Only one thing is required: the number of lines in the entries below that contain "RetentionKey".
------------------------------------------------------------
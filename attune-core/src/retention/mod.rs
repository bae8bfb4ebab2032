//! Forgetting-curve retention scheduling.
//!
//! Each `(user, item)` pair owns a [`RetentionProfile`]. Every review refits
//! the item's personalized forgetting curve and picks the next review offset:
//!
//! - successful recall: the interval grows along the personalized schedule
//! - failed recall: the interval shrinks, never past the last successful one

pub mod curve;
pub mod scheduler;

pub use curve::{ForgettingCurve, ReviewRecord, next_review_schedule, personalized_forgetting_curve};
pub use scheduler::{RetentionProfile, RetentionScheduler, ReviewPlan};
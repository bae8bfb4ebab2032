//! Built-in analyzers derived from session metrics.

use async_trait::async_trait;
use serde_json::{Value, json};

use super::Analyzer;
use crate::error::AnalyzerError;
use crate::events::SessionData;
use crate::metrics::MetricsAggregator;

fn level(score: f64, high: f64, low: f64) -> &'static str {
    if score >= high {
        "high"
    } else if score < low {
        "low"
    } else {
        "moderate"
    }
}

/// Scores attention and participation.
#[derive(Debug, Default)]
pub struct EngagementAnalyzer {
    metrics: MetricsAggregator,
}

impl EngagementAnalyzer {
    pub fn new() -> Self {
        Self::default()
    }
}

#[async_trait]
impl Analyzer for EngagementAnalyzer {
    async fn analyze(
        &self,
        _user_id: &str,
        session: &SessionData,
        _profile: Option<&Value>,
    ) -> Result<Value, AnalyzerError> {
        let metrics = self.metrics.collect(session);
        let engagement = metrics.engagement;
        let behavioral = metrics.behavioral;

        let mut insights = Vec::new();
        let mut recommendations = Vec::new();

        if engagement.focus_ratio >= 0.8 {
            insights.push("Sustained focus throughout the session");
        } else if engagement.time_on_task > 0.0 && engagement.focus_ratio < 0.4 {
            insights.push("Attention drifted for most of the session");
            recommendations.push("Shorten activities or add movement breaks");
        }
        if behavioral.frustration_events > behavioral.self_corrections + behavioral.retries {
            insights.push("Frustration outweighed recovery attempts");
            recommendations.push("Offer encouragement and scaffolded hints earlier");
        } else if behavioral.persistence >= 0.5 {
            insights.push("Recovered well from setbacks");
        }

        Ok(json!({
            "score": engagement.score,
            "level": level(engagement.score, 0.7, 0.4),
            "focusRatio": engagement.focus_ratio,
            "completionRate": engagement.completion_rate,
            "persistence": behavioral.persistence,
            "insights": insights,
            "recommendations": recommendations,
        }))
    }
}

/// Tracks sensory load and self-regulation.
#[derive(Debug, Default)]
pub struct SensoryRegulationAnalyzer {
    metrics: MetricsAggregator,
}

impl SensoryRegulationAnalyzer {
    pub fn new() -> Self {
        Self::default()
    }
}

#[async_trait]
impl Analyzer for SensoryRegulationAnalyzer {
    async fn analyze(
        &self,
        _user_id: &str,
        session: &SessionData,
        _profile: Option<&Value>,
    ) -> Result<Value, AnalyzerError> {
        let sensory = self.metrics.collect(session).sensory;
        let channels = [
            ("visual", sensory.visual_responses),
            ("auditory", sensory.auditory_responses),
            ("tactile", sensory.tactile_responses),
        ];
        let responses: f64 = channels.iter().map(|(_, n)| n).sum();

        let dominant = channels
            .iter()
            .filter(|(_, n)| *n > 0.0)
            .max_by(|a, b| a.1.total_cmp(&b.1))
            .map(|(name, _)| *name);

        let mut insights = Vec::new();
        let mut recommendations = Vec::new();

        if responses == 0.0 {
            insights.push("No sensory responses recorded".to_string());
        } else {
            if let Some(channel) = dominant {
                insights.push(format!("Responds most to {channel} input"));
            }
            if sensory.regulation < 0.5 {
                recommendations.push("Reduce stimulus intensity and plan calming breaks".to_string());
            }
            if sensory.overload_events > 0.0 && sensory.calming_breaks == 0.0 {
                recommendations.push("Introduce a calming break after overload".to_string());
            }
        }

        Ok(json!({
            "regulation": sensory.regulation,
            "level": level(sensory.regulation, 0.8, 0.5),
            "overloadEvents": sensory.overload_events,
            "dominantChannel": dominant,
            "insights": insights,
            "recommendations": recommendations,
        }))
    }
}

#[cfg(test)]
mod tests {
    use super::*;
    use crate::events::{PerformanceData, SensoryData};

    #[tokio::test]
    async fn engagement_flags_low_focus() {
        let session = SessionData {
            user_id: "u1".into(),
            performance: PerformanceData {
                time_on_task: Some(100.0),
                focus_time: Some(20.0),
                frustration_events: Some(3.0),
                ..Default::default()
            },
            ..Default::default()
        };
        let result = EngagementAnalyzer::new()
            .analyze("u1", &session, None)
            .await
            .unwrap();
        assert_eq!(result["level"], "low");
        assert_eq!(result["recommendations"].as_array().unwrap().len(), 2);
    }

    #[tokio::test]
    async fn sensory_reports_dominant_channel_and_overload() {
        let session = SessionData {
            user_id: "u1".into(),
            sensory_data: SensoryData {
                visual_responses: Some(2.0),
                auditory_responses: Some(6.0),
                overload_events: Some(5.0),
                ..Default::default()
            },
            ..Default::default()
        };
        let result = SensoryRegulationAnalyzer::new()
            .analyze("u1", &session, None)
            .await
            .unwrap();
        assert_eq!(result["dominantChannel"], "auditory");
        assert_eq!(result["level"], "low");
        assert_eq!(result["recommendations"].as_array().unwrap().len(), 2);
    }

    #[tokio::test]
    async fn sensory_handles_empty_session() {
        let result = SensoryRegulationAnalyzer::new()
            .analyze("u1", &SessionData::default(), None)
            .await
            .unwrap();
        assert_eq!(result["dominantChannel"], Value::Null);
        assert_eq!(result["regulation"], 0.0);
    }
}
//! Per-item retention profiles and review interval selection

use chrono::{DateTime, Duration, Utc};
use serde::{Deserialize, Serialize};
use tracing::debug;

use super::curve::{ForgettingCurve, ReviewRecord, next_review_schedule, personalized_forgetting_curve};
use crate::config::RetentionConfig;
use crate::events::ReviewInput;
use crate::keyed::KeyedSlots;

/// Intervals are capped at a century.
const MAX_INTERVAL_DAYS: f64 = 36_500.0;

const MILLIS_PER_DAY: f64 = 86_400_000.0;

/// Memory model of one item for one user.
#[derive(Debug, Clone, PartialEq, Serialize, Deserialize)]
pub struct RetentionProfile {
    pub item_id: String,
    pub initial_retention: f64,
    pub decay_rate: f64,
    pub consolidation_factor: f64,
    pub interference_resistance: f64,
    pub review_count: u32,
    /// Consecutive successful recalls.
    pub streak: u32,
    pub lapses: u32,
    /// Interval chosen by the most recent review, in days.
    pub last_interval_days: f64,
    /// Interval chosen by the most recent successful review, in days.
    pub last_success_interval_days: f64,
    pub last_reviewed_at: Option<DateTime<Utc>>,
    pub next_review_at: Option<DateTime<Utc>>,
    history: Vec<ReviewRecord>,
}

impl RetentionProfile {
    pub fn new(item_id: impl Into<String>, config: &RetentionConfig) -> Self {
        Self {
            item_id: item_id.into(),
            initial_retention: config.default_initial_retention,
            decay_rate: config.default_decay_rate,
            consolidation_factor: 1.0,
            interference_resistance: config.default_interference_resistance,
            review_count: 0,
            streak: 0,
            lapses: 0,
            last_interval_days: 0.0,
            last_success_interval_days: 0.0,
            last_reviewed_at: None,
            next_review_at: None,
            history: Vec::new(),
        }
    }

    /// Review outcomes, oldest first.
    pub fn history(&self) -> &[ReviewRecord] {
        &self.history
    }

    /// Curve fitted from the profile's current state.
    pub fn curve(&self, config: &RetentionConfig) -> ForgettingCurve {
        personalized_forgetting_curve(self, &self.history, config)
    }

    fn record(&mut self, record: ReviewRecord, limit: usize) {
        self.history.push(record);
        let excess = self.history.len().saturating_sub(limit.max(1));
        self.history.drain(..excess);
    }

    /// Apply one review and choose the next interval.
    fn apply(&mut self, review: &ReviewInput, at: DateTime<Utc>, config: &RetentionConfig) -> ReviewPlan {
        let elapsed_days = review.elapsed_days.unwrap_or_else(|| {
            self.last_reviewed_at.map_or(0.0, |last| {
                ((at - last).num_milliseconds() as f64 / MILLIS_PER_DAY).max(0.0)
            })
        });

        self.record(
            ReviewRecord {
                reviewed_at: at,
                elapsed_days,
                strength: review.strength(),
                recalled: review.recalled,
            },
            config.history_limit,
        );

        let curve = personalized_forgetting_curve(self, &self.history, config);
        self.decay_rate = curve.decay_rate;
        self.consolidation_factor = curve.consolidation_factor;
        self.interference_resistance = curve.interference_resistance;

        let schedule = next_review_schedule(&curve, config);
        let growth = config.growth_factor.max(1.0 + f64::EPSILON);

        let interval = if review.recalled {
            self.streak += 1;
            let step = self.streak as usize;
            let mut interval = match schedule.get(step - 1) {
                Some(offset) => *offset,
                None => {
                    let last = schedule.last().copied().unwrap_or(1.0);
                    let beyond = (step - schedule.len()) as i32;
                    last * growth.powi(beyond)
                }
            };
            if self.streak > 1 && interval <= self.last_interval_days {
                interval = self.last_interval_days * growth;
            }
            let interval = interval.min(MAX_INTERVAL_DAYS);
            self.last_success_interval_days = interval;
            interval
        } else {
            self.streak = 0;
            self.lapses += 1;
            let first = schedule.first().copied().unwrap_or(1.0);
            if self.last_success_interval_days > 0.0 {
                first.min(self.last_success_interval_days * config.lapse_factor.clamp(f64::EPSILON, 1.0))
            } else {
                first
            }
        };

        self.review_count += 1;
        self.last_interval_days = interval;
        self.last_reviewed_at = Some(at);
        let next_review_at = at + Duration::milliseconds((interval * MILLIS_PER_DAY) as i64);
        self.next_review_at = Some(next_review_at);

        ReviewPlan {
            item_id: self.item_id.clone(),
            recalled: review.recalled,
            interval_days: interval,
            next_review_at,
            predicted_retention: curve.retention_at(interval),
            streak: self.streak,
            schedule,
        }
    }
}

/// Next review decision for one item.
#[derive(Debug, Clone, PartialEq, Serialize, Deserialize)]
#[serde(rename_all = "camelCase")]
pub struct ReviewPlan {
    pub item_id: String,
    pub recalled: bool,
    pub interval_days: f64,
    pub next_review_at: DateTime<Utc>,
    /// Retention the curve predicts at the next review.
    pub predicted_retention: f64,
    pub streak: u32,
    /// Personalized offsets the interval was drawn from.
    pub schedule: Vec<f64>,
}

#[derive(Debug, Clone, PartialEq, Eq, Hash)]
struct RetentionKey {
    user_id: String,
    item_id: String,
}

/// Spaced-repetition scheduler over per-(user, item) profiles.
pub struct RetentionScheduler {
    config: RetentionConfig,
    profiles: KeyedSlots<RetentionKey, RetentionProfile>,
}

impl RetentionScheduler {
    pub fn new(config: RetentionConfig) -> Self {
        Self {
            config,
            profiles: KeyedSlots::new(),
        }
    }

    pub fn config(&self) -> &RetentionConfig {
        &self.config
    }

    /// Record a review at `at` and schedule the next one.
    pub async fn update(&self, user_id: &str, review: &ReviewInput, at: DateTime<Utc>) -> ReviewPlan {
        let key = RetentionKey {
            user_id: user_id.to_string(),
            item_id: review.item_id.clone(),
        };
        let slot = self
            .profiles
            .get_or_insert_with(&key, || RetentionProfile::new(&review.item_id, &self.config))
            .await;
        let mut profile = slot.lock().await;
        let plan = profile.apply(review, at, &self.config);

        debug!(
            user_id,
            item_id = %plan.item_id,
            recalled = plan.recalled,
            interval_days = plan.interval_days,
            "Scheduled next review"
        );
        plan
    }

    /// Copy of an item's profile.
    pub async fn profile(&self, user_id: &str, item_id: &str) -> Option<RetentionProfile> {
        let key = RetentionKey {
            user_id: user_id.to_string(),
            item_id: item_id.to_string(),
        };
        let slot = self.profiles.get(&key).await?;
        let profile = slot.lock().await;
        Some(profile.clone())
    }

    /// Number of tracked (user, item) pairs.
    pub async fn item_count(&self) -> usize {
        self.profiles.len().await
    }
}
------------------------------------------------------------
-- The answer --
4